── Material for the task ──
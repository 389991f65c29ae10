//! UI 模块
//!
//! 包含所有用户界面相关的子模块。

pub mod blink;
pub mod overlay;
pub mod status_bar;

pub use blink::{blink_tick, start_blink};
pub use overlay::{overlay_hold_expired, show_time_overlay};
pub use status_bar::{install_status_item, rebuild_menu, refresh_icon, target_anyobject};
//! 配置管理模块
//!
//! 负责应用配置的加载和保存。

use objc2::msg_send;
use objc2::rc::Retained;
use objc2::runtime::AnyObject;
use objc2_foundation::{NSString, NSUserDefaults};

use super::constants::PREF_KEY_CHIME_ENABLED;

/// 应用配置
#[derive(Clone, Copy, Debug, PartialEq, Eq)]
pub struct Config {
    pub chime_enabled: bool,
}

impl Config {
    pub const DEFAULT_CHIME_ENABLED: bool = true;

    /// 从 `NSUserDefaults` 加载配置
    pub fn load() -> Self {
        let defaults = NSUserDefaults::standardUserDefaults();
        let key = NSString::from_str(PREF_KEY_CHIME_ENABLED);

        // boolForKey 对缺失的键返回 false，无法与显式写入的 false 区分，
        // 所以先用 objectForKey 探测键是否存在过。
        let existing: Option<Retained<AnyObject>> =
            unsafe { msg_send![&*defaults, objectForKey: &*key] };
        let chime_enabled = if existing.is_some() {
            defaults.boolForKey(&key)
        } else {
            Self::DEFAULT_CHIME_ENABLED
        };

        Self { chime_enabled }
    }

    /// 保存配置到 `NSUserDefaults`
    pub fn save(&self) {
        let defaults = NSUserDefaults::standardUserDefaults();
        let key = NSString::from_str(PREF_KEY_CHIME_ENABLED);
        defaults.setBool_forKey(self.chime_enabled, &key);
    }
}

impl Default for Config {
    fn default() -> Self {
        Self {
            chime_enabled: Self::DEFAULT_CHIME_ENABLED,
        }
    }
}

#[cfg(test)]
mod tests {
    use super::*;

    #[test]
    fn test_config_default() {
        assert!(Config::default().chime_enabled);
    }
}
//! 光标时间悬浮窗模块
//!
//! 在光标上方短暂浮现当前时间：淡入放大、停留、淡出缩放后销毁。
//! 窗口不响应任何输入，在所有工作空间可见，也不参与窗口切换循环。

use std::time::SystemTime;

use block2::RcBlock;
use objc2::rc::Retained;
use objc2::runtime::AnyObject;
use objc2::{class, msg_send, sel, ClassType, MainThreadMarker, MainThreadOnly};
use objc2_app_kit::{
    NSAnimationContext, NSBackingStoreType, NSColor, NSEvent, NSFont, NSScreenSaverWindowLevel,
    NSTextAlignment, NSTextField, NSView, NSWindow, NSWindowCollectionBehavior, NSWindowStyleMask,
};
use objc2_foundation::{NSNumber, NSPoint, NSRect, NSSize, NSString, NSTimer};

use crate::alert::{OVERLAY_FADE_IN_SECS, OVERLAY_FADE_OUT_SECS, OVERLAY_HOLD_SECS};
use crate::clock::format_hhmm;

use super::super::delegate::ChimeDelegate;
use super::super::state::with_state;
use super::status_bar::target_anyobject;

// 悬浮窗几何参数
const OVERLAY_WIDTH: f64 = 140.0;
const OVERLAY_HEIGHT: f64 = 50.0;
/// 悬浮窗下沿与光标的垂直间距
const CURSOR_OFFSET: f64 = 20.0;
/// 入场起始缩放与退场终点缩放
const SCALE_FROM: f64 = 0.8;
const SCALE_TO: f64 = 1.1;

/// 显示当前时间悬浮窗
///
/// 已有的悬浮窗（含退场动画中的）被立即取代；代数计数让被取代的
/// 动画完成回调不再产生效果。
pub fn show_time_overlay(delegate: &ChimeDelegate) {
    let mtm = delegate.mtm();

    with_state(|state| {
        if let Some(timer) = state.overlay_hold_timer.take() {
            timer.invalidate();
        }
        if let Some(window) = state.overlay_window.take() {
            window.orderOut(None);
        }
        state.overlay_generation += 1;
    });

    let time_text = format_hhmm(SystemTime::now());
    let window = build_overlay_window(mtm, &time_text);

    window.setAlphaValue(0.0);
    window.orderFrontRegardless();

    // 入场：淡入并从 80% 放大到原始大小
    unsafe {
        let _: () = msg_send![NSAnimationContext::class(), beginGrouping];
        let context: Retained<NSAnimationContext> =
            msg_send![NSAnimationContext::class(), currentContext];
        let _: () = msg_send![&*context, setDuration: OVERLAY_FADE_IN_SECS];
        set_timing_function(&context, "easeOut");

        let animator: Retained<NSWindow> = msg_send![&*window, animator];
        animator.setAlphaValue(1.0);
        let _: () = msg_send![NSAnimationContext::class(), endGrouping];
    }
    animate_content_scale(&window, SCALE_FROM, 1.0, OVERLAY_FADE_IN_SECS, "easeOut");

    // 停留计时：到期后开始退场；新的悬浮窗出现时会被取消
    let target = target_anyobject(delegate);
    let hold = unsafe {
        NSTimer::scheduledTimerWithTimeInterval_target_selector_userInfo_repeats(
            OVERLAY_FADE_IN_SECS + OVERLAY_HOLD_SECS,
            target,
            sel!(overlayHoldExpired:),
            None,
            false,
        )
    };

    with_state(|state| {
        state.overlay_window = Some(window);
        state.overlay_hold_timer = Some(hold);
    });
}

/// 停留计时到期：执行退场动画，动画完成后销毁窗口并清空引用
pub fn overlay_hold_expired() {
    let (window, generation) = with_state(|state| {
        state.overlay_hold_timer = None;
        (state.overlay_window.clone(), state.overlay_generation)
    });
    let Some(window) = window else {
        return;
    };

    let completion = RcBlock::new(move || {
        with_state(|state| {
            // 已被新的悬浮窗取代时跳过清理
            if state.overlay_generation != generation {
                return;
            }
            if let Some(window) = state.overlay_window.take() {
                window.orderOut(None);
            }
        });
    });

    // 退场：淡出并放大到 110%
    unsafe {
        let _: () = msg_send![NSAnimationContext::class(), beginGrouping];
        let context: Retained<NSAnimationContext> =
            msg_send![NSAnimationContext::class(), currentContext];
        let _: () = msg_send![&*context, setDuration: OVERLAY_FADE_OUT_SECS];
        set_timing_function(&context, "easeIn");
        let _: () = msg_send![&*context, setCompletionHandler: &*completion];

        let animator: Retained<NSWindow> = msg_send![&*window, animator];
        animator.setAlphaValue(0.0);
        let _: () = msg_send![NSAnimationContext::class(), endGrouping];
    }
    animate_content_scale(&window, 1.0, SCALE_TO, OVERLAY_FADE_OUT_SECS, "easeIn");
}

/// 构建无边框时间悬浮窗：光标上方居中、全空间可见、不响应输入
fn build_overlay_window(mtm: MainThreadMarker, time_text: &str) -> Retained<NSWindow> {
    let mouse: NSPoint = unsafe { msg_send![NSEvent::class(), mouseLocation] };
    let frame = NSRect::new(
        NSPoint::new(mouse.x - OVERLAY_WIDTH / 2.0, mouse.y + CURSOR_OFFSET),
        NSSize::new(OVERLAY_WIDTH, OVERLAY_HEIGHT),
    );

    let window: Retained<NSWindow> = unsafe {
        msg_send![
            NSWindow::alloc(mtm),
            initWithContentRect: frame
            styleMask: NSWindowStyleMask::Borderless
            backing: NSBackingStoreType::Buffered
            defer: false
        ]
    };

    window.setOpaque(false);
    window.setBackgroundColor(Some(&NSColor::clearColor()));
    window.setHasShadow(false);
    window.setLevel(NSScreenSaverWindowLevel);
    window.setIgnoresMouseEvents(true);
    window.setCollectionBehavior(
        NSWindowCollectionBehavior::CanJoinAllSpaces
            | NSWindowCollectionBehavior::Stationary
            | NSWindowCollectionBehavior::IgnoresCycle,
    );
    // 使用 orderOut 销毁，窗口对象的生命周期交给 Retained
    window.setReleasedWhenClosed(false);

    let view_frame = NSRect::new(NSPoint::new(0.0, 0.0), frame.size);
    let container = NSView::initWithFrame(NSView::alloc(mtm), view_frame);
    container.setWantsLayer(true);
    unsafe {
        let layer: Option<Retained<AnyObject>> = msg_send![&*container, layer];
        if let Some(layer) = layer {
            let background = NSColor::colorWithSRGBRed_green_blue_alpha(0.0, 0.0, 0.0, 0.75);
            let cg_color: *const std::ffi::c_void = msg_send![&*background, CGColor];
            let _: () = msg_send![&*layer, setBackgroundColor: cg_color];
            let _: () = msg_send![&*layer, setCornerRadius: OVERLAY_HEIGHT / 2.0];
        }
    }

    let label_frame = NSRect::new(
        NSPoint::new(0.0, (OVERLAY_HEIGHT - 30.0) / 2.0),
        NSSize::new(OVERLAY_WIDTH, 30.0),
    );
    let label = NSTextField::initWithFrame(NSTextField::alloc(mtm), label_frame);
    label.setStringValue(&NSString::from_str(time_text));
    label.setBezeled(false);
    label.setDrawsBackground(false);
    label.setEditable(false);
    label.setSelectable(false);
    label.setFont(Some(&NSFont::boldSystemFontOfSize(22.0)));
    label.setTextColor(Some(&NSColor::whiteColor()));
    label.setAlignment(NSTextAlignment::Center);
    container.addSubview(&label);

    window.setContentView(Some(&container));
    window
}

/// 为当前动画分组设置时间曲线
fn set_timing_function(context: &NSAnimationContext, name: &str) {
    unsafe {
        let timing: Retained<AnyObject> = msg_send![
            class!(CAMediaTimingFunction),
            functionWithName: &*NSString::from_str(name)
        ];
        let _: () = msg_send![context, setTimingFunction: &*timing];
    }
}

/// 对内容视图的 layer 做 transform.scale 动画
fn animate_content_scale(window: &NSWindow, from: f64, to: f64, duration: f64, timing: &str) {
    let Some(content) = window.contentView() else {
        return;
    };
    unsafe {
        let layer: Option<Retained<AnyObject>> = msg_send![&*content, layer];
        let Some(layer) = layer else {
            return;
        };

        let animation: Retained<AnyObject> = msg_send![
            class!(CABasicAnimation),
            animationWithKeyPath: &*NSString::from_str("transform.scale")
        ];
        let _: () = msg_send![&*animation, setFromValue: &*NSNumber::new_f64(from)];
        let _: () = msg_send![&*animation, setToValue: &*NSNumber::new_f64(to)];
        let _: () = msg_send![&*animation, setDuration: duration];
        let timing_fn: Retained<AnyObject> = msg_send![
            class!(CAMediaTimingFunction),
            functionWithName: &*NSString::from_str(timing)
        ];
        let _: () = msg_send![&*animation, setTimingFunction: &*timing_fn];
        // 退场时保持在结束值，避免销毁前闪回原始大小
        let _: () = msg_send![&*animation, setRemovedOnCompletion: false];
        let _: () = msg_send![&*animation, setFillMode: &*NSString::from_str("forwards")];
        let _: () = msg_send![
            &*layer,
            addAnimation: &*animation
            forKey: &*NSString::from_str("scale")
        ];
    }
}
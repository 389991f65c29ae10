//! `Chime` - macOS 菜单栏整点报时应用
//!
//! 纯 Rust 实现的 macOS 菜单栏整点报时应用：每到整点播放提示音，
//! 支持固定时长的倒计时提醒，并在光标旁短暂浮现当前时间。

#[cfg(any(target_os = "macos", test))]
mod alert;
#[cfg(any(target_os = "macos", test))]
mod clock;
#[cfg(any(target_os = "macos", test))]
mod menu;

#[cfg(not(target_os = "macos"))]
fn main() {
    eprintln!("Chime 仅支持 macOS。");
}

#[cfg(target_os = "macos")]
mod macos;

#[cfg(target_os = "macos")]
fn main() {
    macos::run();
}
───
* What you should do
Look above for the line holding "msg_send![&*context, setDuration: OVERLAY_FADE_OUT_SECS];" and the line holding "window.setLevel(NSScreenSaverWindowLevel);". Retype both, and every line between them, word for word and nothing else.

* Answer to the problem
        let _: () = msg_send![&*context, setDuration: OVERLAY_FADE_OUT_SECS];
        set_timing_function(&context, "easeIn");
        let _: () = msg_send![&*context, setCompletionHandler: &*completion];

        let animator: Retained<NSWindow> = msg_send![&*window, animator];
        animator.setAlphaValue(0.0);
        let _: () = msg_send![NSAnimationContext::class(), endGrouping];
    }
    animate_content_scale(&window, 1.0, SCALE_TO, OVERLAY_FADE_OUT_SECS, "easeIn");
}

/// 构建无边框时间悬浮窗：光标上方居中、全空间可见、不响应输入
fn build_overlay_window(mtm: MainThreadMarker, time_text: &str) -> Retained<NSWindow> {
    let mouse: NSPoint = unsafe { msg_send![NSEvent::class(), mouseLocation] };
    let frame = NSRect::new(
        NSPoint::new(mouse.x - OVERLAY_WIDTH / 2.0, mouse.y + CURSOR_OFFSET),
        NSSize::new(OVERLAY_WIDTH, OVERLAY_HEIGHT),
    );

    let window: Retained<NSWindow> = unsafe {
        msg_send![
            NSWindow::alloc(mtm),
            initWithContentRect: frame
            styleMask: NSWindowStyleMask::Borderless
            backing: NSBackingStoreType::Buffered
            defer: false
        ]
    };

    window.setOpaque(false);
    window.setBackgroundColor(Some(&NSColor::clearColor()));
    window.setHasShadow(false);
    window.setLevel(NSScreenSaverWindowLevel);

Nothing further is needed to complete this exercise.